= What to work on =
Each entry that follows should be written again verbatim.

* * * * * * *

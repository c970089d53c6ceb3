/// Credential extraction from request headers
use axum::http::HeaderMap;
use axum_extra::extract::cookie::CookieJar;

pub const ACCESS_TOKEN_COOKIE: &str = "accessToken";
pub const REFRESH_TOKEN_COOKIE: &str = "refreshToken";

/// Extract bearer token from Authorization header
pub fn extract_bearer_token(headers: &HeaderMap) -> Option<String> {
    headers
        .get("authorization")
        .and_then(|h| h.to_str().ok())
        .and_then(|s| s.strip_prefix("Bearer "))
        .map(str::trim)
        .filter(|s| !s.is_empty())
        .map(str::to_string)
}

/// Access token from the bearer header, else from the `accessToken` cookie
pub fn extract_access_token(headers: &HeaderMap) -> Option<String> {
    extract_bearer_token(headers).or_else(|| cookie_value(headers, ACCESS_TOKEN_COOKIE))
}

pub fn cookie_value(headers: &HeaderMap, name: &str) -> Option<String> {
    CookieJar::from_headers(headers)
        .get(name)
        .map(|c| c.value().to_string())
        .filter(|v| !v.is_empty())
}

* * * * * * *

= Result =
repository c970089d53c6ceb3
/// Credential extraction from request headers
use axum::http::HeaderMap;
use axum_extra::extract::cookie::CookieJar;

pub const ACCESS_TOKEN_COOKIE: &str = "accessToken";
pub const REFRESH_TOKEN_COOKIE: &str = "refreshToken";

/// Extract bearer token from Authorization header
pub fn extract_bearer_token(headers: &HeaderMap) -> Option<String> {
    headers
        .get("authorization")
        .and_then(|h| h.to_str().ok())
        .and_then(|s| s.strip_prefix("Bearer "))
        .map(str::trim)
        .filter(|s| !s.is_empty())
        .map(str::to_string)
}

/// Access token from the bearer header, else from the `accessToken` cookie
pub fn extract_access_token(headers: &HeaderMap) -> Option<String> {
    extract_bearer_token(headers).or_else(|| cookie_value(headers, ACCESS_TOKEN_COOKIE))
}

pub fn cookie_value(headers: &HeaderMap, name: &str) -> Option<String> {
    CookieJar::from_headers(headers)
        .get(name)
        .map(|c| c.value().to_string())
        .filter(|v| !v.is_empty())
}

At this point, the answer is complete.